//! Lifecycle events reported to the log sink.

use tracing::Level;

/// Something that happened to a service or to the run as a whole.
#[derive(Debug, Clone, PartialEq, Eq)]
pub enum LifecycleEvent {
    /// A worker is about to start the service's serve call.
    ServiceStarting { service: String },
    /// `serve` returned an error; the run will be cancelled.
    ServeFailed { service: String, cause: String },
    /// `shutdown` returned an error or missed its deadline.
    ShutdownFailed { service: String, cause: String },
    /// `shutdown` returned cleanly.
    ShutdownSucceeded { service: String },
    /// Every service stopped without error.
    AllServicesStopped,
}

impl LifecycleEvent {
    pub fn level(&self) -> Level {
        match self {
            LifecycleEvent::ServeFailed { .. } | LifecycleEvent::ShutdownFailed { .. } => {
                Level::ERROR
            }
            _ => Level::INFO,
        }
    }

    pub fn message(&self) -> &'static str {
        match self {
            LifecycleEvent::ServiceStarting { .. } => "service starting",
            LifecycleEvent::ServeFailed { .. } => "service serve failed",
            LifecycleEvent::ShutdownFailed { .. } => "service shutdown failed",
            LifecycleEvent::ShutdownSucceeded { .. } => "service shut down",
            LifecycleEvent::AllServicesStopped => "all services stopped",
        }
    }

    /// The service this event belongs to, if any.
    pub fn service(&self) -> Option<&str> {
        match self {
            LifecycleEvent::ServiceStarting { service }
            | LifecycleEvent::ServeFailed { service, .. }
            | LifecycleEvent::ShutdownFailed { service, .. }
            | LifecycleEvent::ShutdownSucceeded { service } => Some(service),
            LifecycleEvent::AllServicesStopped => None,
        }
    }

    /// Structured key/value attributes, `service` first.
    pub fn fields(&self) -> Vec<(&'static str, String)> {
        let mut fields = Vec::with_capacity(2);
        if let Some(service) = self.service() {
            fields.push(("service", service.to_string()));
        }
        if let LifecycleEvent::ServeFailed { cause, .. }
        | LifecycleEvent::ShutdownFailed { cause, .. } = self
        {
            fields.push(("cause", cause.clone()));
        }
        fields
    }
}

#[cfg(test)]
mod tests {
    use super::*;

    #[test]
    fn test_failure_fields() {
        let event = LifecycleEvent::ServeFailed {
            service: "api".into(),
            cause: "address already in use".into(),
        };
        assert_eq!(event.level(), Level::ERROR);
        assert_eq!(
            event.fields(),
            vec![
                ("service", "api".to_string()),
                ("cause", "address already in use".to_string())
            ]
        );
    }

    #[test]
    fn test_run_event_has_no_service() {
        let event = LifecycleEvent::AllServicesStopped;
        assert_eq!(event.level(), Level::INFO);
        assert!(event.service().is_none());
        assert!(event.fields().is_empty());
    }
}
--------------------
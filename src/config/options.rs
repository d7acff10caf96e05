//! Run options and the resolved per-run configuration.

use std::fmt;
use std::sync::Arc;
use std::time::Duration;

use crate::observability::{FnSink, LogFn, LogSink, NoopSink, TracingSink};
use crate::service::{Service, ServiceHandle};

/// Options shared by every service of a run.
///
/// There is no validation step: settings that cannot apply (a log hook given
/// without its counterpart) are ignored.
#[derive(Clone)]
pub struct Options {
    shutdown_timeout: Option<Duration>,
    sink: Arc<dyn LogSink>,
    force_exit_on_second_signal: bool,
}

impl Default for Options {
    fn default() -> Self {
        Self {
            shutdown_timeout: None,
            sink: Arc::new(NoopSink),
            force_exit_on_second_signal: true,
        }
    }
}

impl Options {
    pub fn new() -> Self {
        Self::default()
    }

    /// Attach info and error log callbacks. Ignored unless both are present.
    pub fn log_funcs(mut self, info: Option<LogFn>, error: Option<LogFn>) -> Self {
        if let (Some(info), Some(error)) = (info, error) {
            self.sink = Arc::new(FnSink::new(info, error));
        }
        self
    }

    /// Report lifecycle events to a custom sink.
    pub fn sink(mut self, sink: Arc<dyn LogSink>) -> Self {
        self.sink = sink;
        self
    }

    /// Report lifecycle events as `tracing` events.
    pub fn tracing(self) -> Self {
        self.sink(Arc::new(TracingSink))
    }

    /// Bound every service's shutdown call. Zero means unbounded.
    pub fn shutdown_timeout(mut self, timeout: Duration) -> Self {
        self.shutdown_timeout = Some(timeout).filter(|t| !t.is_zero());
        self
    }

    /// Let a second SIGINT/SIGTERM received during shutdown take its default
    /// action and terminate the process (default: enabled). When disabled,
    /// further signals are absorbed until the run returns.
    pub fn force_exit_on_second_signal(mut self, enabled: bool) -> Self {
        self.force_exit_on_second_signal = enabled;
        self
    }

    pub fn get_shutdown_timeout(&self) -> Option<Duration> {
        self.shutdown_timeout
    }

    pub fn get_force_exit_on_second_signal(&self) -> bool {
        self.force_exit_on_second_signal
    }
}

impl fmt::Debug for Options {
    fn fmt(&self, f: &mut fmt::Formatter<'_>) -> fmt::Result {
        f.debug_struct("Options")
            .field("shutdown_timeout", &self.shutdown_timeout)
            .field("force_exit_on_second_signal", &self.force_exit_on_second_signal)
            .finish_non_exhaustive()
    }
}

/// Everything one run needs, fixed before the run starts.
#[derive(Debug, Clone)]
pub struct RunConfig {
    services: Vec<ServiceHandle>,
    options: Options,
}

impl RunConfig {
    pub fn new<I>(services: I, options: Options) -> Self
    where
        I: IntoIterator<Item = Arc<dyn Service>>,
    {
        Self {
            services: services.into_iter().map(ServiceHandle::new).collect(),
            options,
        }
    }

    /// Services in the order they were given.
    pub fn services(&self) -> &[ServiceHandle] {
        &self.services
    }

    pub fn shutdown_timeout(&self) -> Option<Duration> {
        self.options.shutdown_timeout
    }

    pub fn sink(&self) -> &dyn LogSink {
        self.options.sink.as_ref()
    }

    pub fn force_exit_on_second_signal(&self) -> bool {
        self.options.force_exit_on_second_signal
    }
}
--------------------
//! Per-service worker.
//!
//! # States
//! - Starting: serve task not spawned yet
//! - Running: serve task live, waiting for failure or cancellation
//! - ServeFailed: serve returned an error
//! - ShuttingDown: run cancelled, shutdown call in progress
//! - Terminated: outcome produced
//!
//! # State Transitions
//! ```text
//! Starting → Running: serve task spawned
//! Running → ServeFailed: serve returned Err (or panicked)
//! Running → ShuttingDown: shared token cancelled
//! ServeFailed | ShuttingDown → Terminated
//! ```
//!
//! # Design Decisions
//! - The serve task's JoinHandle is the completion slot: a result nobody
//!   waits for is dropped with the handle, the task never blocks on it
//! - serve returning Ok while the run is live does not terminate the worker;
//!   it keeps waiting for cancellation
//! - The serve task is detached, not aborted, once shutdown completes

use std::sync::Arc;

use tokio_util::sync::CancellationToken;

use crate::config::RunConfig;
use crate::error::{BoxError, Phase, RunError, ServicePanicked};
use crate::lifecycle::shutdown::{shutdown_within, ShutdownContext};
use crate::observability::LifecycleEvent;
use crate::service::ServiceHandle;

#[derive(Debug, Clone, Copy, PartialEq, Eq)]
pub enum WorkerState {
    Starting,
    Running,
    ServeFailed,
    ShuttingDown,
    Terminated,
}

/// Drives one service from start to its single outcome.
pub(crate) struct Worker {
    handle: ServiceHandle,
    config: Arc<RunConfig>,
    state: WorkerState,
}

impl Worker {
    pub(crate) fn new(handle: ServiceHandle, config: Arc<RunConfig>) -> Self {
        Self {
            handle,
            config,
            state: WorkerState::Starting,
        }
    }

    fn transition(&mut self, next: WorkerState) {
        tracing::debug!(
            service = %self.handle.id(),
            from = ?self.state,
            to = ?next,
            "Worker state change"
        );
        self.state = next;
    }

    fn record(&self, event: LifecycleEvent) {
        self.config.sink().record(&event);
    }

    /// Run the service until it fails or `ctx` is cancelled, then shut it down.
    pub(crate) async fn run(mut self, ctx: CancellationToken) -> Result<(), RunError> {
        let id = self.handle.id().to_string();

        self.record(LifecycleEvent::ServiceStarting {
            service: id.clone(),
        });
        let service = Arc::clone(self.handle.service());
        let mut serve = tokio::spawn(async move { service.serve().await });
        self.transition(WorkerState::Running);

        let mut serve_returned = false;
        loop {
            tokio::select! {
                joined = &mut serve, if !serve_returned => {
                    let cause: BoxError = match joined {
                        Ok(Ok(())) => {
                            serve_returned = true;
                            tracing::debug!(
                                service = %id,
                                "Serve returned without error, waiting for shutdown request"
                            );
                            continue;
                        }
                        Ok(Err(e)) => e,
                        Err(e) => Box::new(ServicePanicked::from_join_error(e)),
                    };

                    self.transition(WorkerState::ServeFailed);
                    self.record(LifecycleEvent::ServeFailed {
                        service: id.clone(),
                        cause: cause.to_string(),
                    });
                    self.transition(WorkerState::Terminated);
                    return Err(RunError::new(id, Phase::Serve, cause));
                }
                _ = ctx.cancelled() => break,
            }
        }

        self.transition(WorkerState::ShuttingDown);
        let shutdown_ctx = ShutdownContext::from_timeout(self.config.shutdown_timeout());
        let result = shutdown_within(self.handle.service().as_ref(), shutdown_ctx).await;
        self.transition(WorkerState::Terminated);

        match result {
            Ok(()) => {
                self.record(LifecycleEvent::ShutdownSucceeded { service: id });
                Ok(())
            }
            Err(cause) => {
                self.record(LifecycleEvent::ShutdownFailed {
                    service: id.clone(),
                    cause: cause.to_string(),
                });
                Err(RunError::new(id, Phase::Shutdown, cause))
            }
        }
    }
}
--------------------
TASK ITEM:
Determine how many lines contain the string "cancelled" in the listing, and state that number by itself.

TASK RESULT:
5